(DATA EXTRACT Opens)

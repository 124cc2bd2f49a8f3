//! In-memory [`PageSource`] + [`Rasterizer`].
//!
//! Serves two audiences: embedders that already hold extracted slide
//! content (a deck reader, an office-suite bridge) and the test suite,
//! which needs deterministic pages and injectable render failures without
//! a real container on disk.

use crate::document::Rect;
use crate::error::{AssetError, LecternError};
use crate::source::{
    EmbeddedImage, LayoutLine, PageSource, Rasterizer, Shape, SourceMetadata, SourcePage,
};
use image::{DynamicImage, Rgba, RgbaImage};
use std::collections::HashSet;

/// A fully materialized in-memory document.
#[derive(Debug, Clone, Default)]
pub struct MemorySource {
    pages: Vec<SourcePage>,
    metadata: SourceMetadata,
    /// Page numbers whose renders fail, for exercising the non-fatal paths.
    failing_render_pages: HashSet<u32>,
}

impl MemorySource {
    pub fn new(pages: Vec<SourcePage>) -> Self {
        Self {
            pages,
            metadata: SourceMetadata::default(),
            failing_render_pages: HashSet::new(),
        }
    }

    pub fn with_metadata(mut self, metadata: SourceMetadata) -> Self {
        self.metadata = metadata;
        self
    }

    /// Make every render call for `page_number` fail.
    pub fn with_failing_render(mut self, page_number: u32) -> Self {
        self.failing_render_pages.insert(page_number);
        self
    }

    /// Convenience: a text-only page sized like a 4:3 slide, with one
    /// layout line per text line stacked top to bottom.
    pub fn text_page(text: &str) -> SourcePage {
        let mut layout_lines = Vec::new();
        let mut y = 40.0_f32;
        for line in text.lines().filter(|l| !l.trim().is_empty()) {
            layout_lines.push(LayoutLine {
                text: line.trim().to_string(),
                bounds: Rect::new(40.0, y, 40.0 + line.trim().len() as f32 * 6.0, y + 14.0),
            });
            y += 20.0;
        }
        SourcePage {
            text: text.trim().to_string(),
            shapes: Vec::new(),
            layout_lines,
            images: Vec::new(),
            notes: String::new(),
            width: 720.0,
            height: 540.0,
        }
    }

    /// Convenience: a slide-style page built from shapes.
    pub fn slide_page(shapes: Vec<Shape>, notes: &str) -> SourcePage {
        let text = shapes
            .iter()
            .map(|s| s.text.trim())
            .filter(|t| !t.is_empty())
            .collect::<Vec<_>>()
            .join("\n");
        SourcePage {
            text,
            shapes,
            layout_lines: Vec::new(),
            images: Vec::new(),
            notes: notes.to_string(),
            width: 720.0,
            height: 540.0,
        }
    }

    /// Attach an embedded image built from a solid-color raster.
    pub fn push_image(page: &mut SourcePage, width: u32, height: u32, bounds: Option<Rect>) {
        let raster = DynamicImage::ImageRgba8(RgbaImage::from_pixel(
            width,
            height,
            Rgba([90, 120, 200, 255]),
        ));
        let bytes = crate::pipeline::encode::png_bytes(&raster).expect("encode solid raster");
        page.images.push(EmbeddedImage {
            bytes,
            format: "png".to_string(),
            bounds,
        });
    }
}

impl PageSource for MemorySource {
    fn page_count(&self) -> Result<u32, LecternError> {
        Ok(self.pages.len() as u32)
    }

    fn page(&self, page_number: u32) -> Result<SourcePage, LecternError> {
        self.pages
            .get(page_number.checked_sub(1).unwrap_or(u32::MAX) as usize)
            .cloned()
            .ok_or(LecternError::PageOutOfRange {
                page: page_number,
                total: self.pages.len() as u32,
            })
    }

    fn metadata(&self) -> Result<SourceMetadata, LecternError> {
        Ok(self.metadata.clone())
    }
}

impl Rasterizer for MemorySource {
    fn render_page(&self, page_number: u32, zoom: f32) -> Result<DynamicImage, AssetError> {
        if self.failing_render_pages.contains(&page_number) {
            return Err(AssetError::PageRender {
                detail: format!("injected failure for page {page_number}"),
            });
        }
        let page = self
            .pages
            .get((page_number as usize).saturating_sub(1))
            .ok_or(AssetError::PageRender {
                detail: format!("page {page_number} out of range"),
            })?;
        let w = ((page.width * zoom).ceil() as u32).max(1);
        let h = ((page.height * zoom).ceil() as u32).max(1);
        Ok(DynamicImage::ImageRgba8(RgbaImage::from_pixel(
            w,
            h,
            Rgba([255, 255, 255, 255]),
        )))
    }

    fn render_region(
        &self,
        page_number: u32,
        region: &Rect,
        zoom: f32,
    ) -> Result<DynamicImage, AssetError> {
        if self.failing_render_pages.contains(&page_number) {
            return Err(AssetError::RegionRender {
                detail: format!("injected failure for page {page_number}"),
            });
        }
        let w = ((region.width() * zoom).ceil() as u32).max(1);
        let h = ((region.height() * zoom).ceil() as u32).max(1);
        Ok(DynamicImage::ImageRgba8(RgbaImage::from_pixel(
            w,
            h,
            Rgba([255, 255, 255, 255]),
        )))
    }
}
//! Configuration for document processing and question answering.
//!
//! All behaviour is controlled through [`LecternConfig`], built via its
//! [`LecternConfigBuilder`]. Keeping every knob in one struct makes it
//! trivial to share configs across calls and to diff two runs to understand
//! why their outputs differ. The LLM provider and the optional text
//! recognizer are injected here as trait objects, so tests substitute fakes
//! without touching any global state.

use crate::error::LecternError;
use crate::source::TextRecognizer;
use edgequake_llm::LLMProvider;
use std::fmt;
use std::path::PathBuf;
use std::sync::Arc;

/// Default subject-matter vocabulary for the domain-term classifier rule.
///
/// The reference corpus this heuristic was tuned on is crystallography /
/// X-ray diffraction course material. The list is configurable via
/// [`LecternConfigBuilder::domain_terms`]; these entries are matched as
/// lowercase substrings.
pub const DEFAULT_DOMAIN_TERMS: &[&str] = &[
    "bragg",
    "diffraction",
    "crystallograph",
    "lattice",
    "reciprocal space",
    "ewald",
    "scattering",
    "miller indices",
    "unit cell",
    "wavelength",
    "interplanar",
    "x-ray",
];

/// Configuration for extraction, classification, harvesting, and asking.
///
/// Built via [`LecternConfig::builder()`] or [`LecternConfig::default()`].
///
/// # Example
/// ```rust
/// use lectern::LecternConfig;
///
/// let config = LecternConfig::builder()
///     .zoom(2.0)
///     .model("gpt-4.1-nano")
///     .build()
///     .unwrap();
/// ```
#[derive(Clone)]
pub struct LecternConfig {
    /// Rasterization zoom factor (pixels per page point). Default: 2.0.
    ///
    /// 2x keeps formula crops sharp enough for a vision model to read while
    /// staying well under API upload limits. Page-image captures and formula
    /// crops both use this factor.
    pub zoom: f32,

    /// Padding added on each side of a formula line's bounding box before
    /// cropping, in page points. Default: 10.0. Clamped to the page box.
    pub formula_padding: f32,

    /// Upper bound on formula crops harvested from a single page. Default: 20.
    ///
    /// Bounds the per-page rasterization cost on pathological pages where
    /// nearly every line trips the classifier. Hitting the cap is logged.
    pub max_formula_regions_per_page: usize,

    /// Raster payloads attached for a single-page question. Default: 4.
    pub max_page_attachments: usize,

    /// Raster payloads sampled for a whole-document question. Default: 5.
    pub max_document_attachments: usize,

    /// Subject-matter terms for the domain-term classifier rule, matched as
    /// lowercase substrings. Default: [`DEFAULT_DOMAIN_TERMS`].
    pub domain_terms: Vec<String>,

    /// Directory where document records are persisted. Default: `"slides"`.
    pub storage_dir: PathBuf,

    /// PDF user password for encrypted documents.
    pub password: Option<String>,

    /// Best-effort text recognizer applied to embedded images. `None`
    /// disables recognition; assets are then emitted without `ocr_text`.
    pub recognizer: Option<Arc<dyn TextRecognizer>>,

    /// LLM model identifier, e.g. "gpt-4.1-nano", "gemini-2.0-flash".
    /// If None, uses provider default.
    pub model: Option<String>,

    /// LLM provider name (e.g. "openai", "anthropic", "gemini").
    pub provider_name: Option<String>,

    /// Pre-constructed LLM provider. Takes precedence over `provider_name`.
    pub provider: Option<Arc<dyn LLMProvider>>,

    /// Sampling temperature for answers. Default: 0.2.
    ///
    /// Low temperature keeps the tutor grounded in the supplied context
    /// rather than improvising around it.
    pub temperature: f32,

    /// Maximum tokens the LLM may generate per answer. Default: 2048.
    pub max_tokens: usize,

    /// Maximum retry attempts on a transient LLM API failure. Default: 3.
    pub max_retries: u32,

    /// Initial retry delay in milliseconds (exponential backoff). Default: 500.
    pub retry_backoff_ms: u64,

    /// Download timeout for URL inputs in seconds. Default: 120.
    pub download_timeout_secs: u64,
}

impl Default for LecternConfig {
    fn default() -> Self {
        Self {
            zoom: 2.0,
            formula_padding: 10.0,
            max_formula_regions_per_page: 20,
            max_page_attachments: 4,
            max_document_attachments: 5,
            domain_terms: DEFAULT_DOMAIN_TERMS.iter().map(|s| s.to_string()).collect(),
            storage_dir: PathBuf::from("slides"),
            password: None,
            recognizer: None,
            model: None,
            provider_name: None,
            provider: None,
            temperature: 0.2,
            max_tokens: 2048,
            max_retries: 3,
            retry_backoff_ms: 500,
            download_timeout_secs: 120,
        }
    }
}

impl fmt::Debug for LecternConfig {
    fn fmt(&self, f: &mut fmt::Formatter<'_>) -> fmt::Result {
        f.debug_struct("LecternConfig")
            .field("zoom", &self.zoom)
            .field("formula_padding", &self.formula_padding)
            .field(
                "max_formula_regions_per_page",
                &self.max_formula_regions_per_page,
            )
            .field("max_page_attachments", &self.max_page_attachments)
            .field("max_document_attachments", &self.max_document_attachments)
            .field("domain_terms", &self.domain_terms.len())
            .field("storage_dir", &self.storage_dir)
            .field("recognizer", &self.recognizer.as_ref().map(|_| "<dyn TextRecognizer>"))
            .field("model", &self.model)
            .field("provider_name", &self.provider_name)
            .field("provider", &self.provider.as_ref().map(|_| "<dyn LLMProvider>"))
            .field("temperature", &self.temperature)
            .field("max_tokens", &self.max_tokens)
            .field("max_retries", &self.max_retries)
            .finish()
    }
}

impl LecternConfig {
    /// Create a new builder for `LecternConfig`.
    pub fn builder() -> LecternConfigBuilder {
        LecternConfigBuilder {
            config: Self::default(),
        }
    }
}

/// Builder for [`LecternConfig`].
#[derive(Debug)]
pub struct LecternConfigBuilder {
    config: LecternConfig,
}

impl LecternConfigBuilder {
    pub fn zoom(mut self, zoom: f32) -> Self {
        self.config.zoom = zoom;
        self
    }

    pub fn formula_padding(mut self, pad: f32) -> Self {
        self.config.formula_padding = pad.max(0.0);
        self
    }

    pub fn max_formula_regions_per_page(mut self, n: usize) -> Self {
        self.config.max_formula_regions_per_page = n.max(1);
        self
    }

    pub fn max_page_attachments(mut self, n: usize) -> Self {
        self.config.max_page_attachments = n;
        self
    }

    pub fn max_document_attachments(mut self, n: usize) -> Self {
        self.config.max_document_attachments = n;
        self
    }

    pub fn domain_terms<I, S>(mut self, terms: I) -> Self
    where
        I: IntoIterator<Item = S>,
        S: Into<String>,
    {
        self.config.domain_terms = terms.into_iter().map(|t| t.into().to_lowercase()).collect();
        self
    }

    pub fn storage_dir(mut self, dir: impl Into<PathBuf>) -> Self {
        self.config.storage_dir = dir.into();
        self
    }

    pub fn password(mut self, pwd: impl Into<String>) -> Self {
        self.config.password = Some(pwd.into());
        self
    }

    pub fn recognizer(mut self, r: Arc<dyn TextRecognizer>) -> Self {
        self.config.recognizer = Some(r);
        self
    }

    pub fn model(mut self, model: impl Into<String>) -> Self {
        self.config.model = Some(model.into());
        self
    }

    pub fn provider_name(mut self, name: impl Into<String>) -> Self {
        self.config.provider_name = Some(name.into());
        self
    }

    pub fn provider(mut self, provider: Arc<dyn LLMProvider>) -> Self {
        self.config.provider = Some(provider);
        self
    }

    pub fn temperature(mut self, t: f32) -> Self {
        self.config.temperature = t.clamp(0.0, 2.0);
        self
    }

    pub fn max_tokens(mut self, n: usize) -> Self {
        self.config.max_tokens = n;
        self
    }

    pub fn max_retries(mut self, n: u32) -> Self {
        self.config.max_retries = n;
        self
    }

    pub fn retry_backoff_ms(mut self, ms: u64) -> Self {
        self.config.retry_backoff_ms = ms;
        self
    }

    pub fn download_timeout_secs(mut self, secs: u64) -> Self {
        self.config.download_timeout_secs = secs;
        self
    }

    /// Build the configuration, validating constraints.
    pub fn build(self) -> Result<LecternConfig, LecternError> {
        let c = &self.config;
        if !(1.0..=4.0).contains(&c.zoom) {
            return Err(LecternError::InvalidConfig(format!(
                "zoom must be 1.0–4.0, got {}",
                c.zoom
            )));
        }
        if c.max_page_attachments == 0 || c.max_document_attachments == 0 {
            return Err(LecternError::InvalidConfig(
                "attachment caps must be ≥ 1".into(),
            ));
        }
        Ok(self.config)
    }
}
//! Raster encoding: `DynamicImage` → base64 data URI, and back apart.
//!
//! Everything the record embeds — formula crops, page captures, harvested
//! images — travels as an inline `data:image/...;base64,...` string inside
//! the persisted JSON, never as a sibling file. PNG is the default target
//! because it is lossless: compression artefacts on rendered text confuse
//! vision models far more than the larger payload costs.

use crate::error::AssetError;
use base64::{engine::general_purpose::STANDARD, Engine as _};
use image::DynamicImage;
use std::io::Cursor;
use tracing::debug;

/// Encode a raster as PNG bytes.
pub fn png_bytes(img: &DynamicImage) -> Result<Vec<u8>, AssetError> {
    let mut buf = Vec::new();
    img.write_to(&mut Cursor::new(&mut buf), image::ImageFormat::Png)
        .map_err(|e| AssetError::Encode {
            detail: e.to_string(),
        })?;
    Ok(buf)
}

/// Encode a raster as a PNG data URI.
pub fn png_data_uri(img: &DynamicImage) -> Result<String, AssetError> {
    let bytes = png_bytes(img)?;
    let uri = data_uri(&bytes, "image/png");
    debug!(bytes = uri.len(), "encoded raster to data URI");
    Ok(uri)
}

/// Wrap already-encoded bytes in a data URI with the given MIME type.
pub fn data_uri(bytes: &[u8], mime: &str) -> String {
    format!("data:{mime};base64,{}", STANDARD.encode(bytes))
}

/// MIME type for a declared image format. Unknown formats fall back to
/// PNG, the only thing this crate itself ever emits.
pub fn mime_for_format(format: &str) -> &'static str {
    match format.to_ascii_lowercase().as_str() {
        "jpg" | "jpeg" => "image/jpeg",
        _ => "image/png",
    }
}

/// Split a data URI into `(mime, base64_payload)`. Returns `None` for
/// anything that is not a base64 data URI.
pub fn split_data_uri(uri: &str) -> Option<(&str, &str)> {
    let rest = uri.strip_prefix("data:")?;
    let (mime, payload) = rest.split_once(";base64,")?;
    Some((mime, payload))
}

(DATA EXTRACT Closes)

### EXERCISE GOAL
Restate word for word the lines of the data above, starting at the line containing "pathological pages where" and ending at the line containing "question. Default: 5.", both included, and nothing more.

### EXPECTED ANSWER
    /// Bounds the per-page rasterization cost on pathological pages where
    /// nearly every line trips the classifier. Hitting the cap is logged.
    pub max_formula_regions_per_page: usize,

    /// Raster payloads attached for a single-page question. Default: 4.
    pub max_page_attachments: usize,

    /// Raster payloads sampled for a whole-document question. Default: 5.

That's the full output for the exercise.